Stories from Kurdistan

Music in Exile Documents Songs and Stories of the Displaced

Songs and Stories of the Displaced

The following guest post was written by Alex Ebsary and Sasha Ingber, co-founders of Music in Exile. Submit your own story to The Kurdish Project.

We started Music in Exile to document the songs and stories of the displaced people whose lives have been forever changed by war. Today some 15 million Iraqis and Syrians have fled their towns and cities. Many are too fearful for their safety to return home.

Two Weeks in Kurdistan to Share Songs and Stories of the Displaced

The underlying philosophy of our nonprofit is that music is a language that the world understands. It can channel pain, bring joy, and hold memories intact—regardless of people’s differences. And so we packed up our cameras, microphones, and notepads and flew to Erbil in October 2016, just as Kurdistan’s Peshmerga, Iraqi Security Forces, and the international coalition began operations to liberate Mosul from ISIS.

We spent two weeks driving around the Kurdistan Region of Iraq, entering refugee and displacement camps where we recorded more than 30 musicians from different backgrounds and creeds: Kurds and Arabs, Syrians and Iraqis, Yezidis, Muslims, Christians, and atheists. They were professional musicians who had achieved fame in their communities, people who were just beginning to play instruments, and even one person who only sang songs to his wife in the morning.

Some had run from ISIS, which has upheld its so-called caliphate from ratlines and bunkers under the ancient city of Mosul for two years. Others had escaped government oppression and barrel bombs of the Syrian regime. They saw roving gangs ransack their neighbors’ houses, then realized their house would be next.

Even people who lost all of their worldly possessions invited us into their homes and offered to play hours of music. In conversation, they trusted us enough to take us back to the day they fled. And then inevitably, a generous meal of rice, chicken, vegetables, and bread would be spread out on a blanket, followed by a tray of tea. With each person, it always felt sad to say goodbye.
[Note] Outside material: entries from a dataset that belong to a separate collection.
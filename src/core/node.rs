//! 节点相关

use pyo3::{types::PyType, Bound};

/// 节点注册
/// (节点class名称, 节点对象, 节点显示名称)
pub struct NodeRegister<'py>(pub &'static str, pub Bound<'py, PyType>, pub &'static str);
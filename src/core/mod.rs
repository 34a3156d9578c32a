//! 公共库
//!
//! 相关节点定义: ComfyUI/comfy/comfy_types/node_typing.py

mod prompt_server;
pub use prompt_server::PromptServer;

pub mod category;
pub mod node;
pub mod node_base;
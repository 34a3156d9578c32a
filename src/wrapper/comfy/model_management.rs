//! comfy.model_management

use log::warn;
use pyo3::{types::PyAnyMethods, Bound, PyAny, PyResult, Python};

/// 中间结果所在的设备
///
/// ```python,ignore
/// import comfy.model_management
/// device = comfy.model_management.intermediate_device()
/// ```
///
/// 脱离 ComfyUI 运行时回退到 `torch.device("cpu")`
pub fn intermediate_device(py: Python<'_>) -> PyResult<Bound<'_, PyAny>> {
    match py
        .import("comfy.model_management")
        .and_then(|module| module.call_method0("intermediate_device"))
    {
        Ok(device) => Ok(device),
        Err(e) => {
            warn!("[ResolutionMaster] comfy.model_management unavailable, using cpu: {e}");
            py.import("torch")?.getattr("device")?.call1(("cpu",))
        }
    }
}

/// 将 torch.Tensor 移动到指定设备
pub fn to_device<'py>(
    tensor: &Bound<'py, PyAny>,
    device: &Bound<'py, PyAny>,
) -> PyResult<Bound<'py, PyAny>> {
    tensor.call_method1("to", (device,))
}
//! torch 包装

pub mod tensor;
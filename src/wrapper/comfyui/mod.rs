//! ComfyUI 约定

pub mod types;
This was Music in Exile’s first trip, a proof-of-concept that we could find displaced musicians and publish music, stories, and photography for all to enjoy on our website. We hope to return to Kurdistan, as well as travel to other Middle Eastern countries where people have sought refuge. Our dream is to map displacement through music across the world; to share what we find with a wider audience; to preserve cultures from the ravages of distance and time.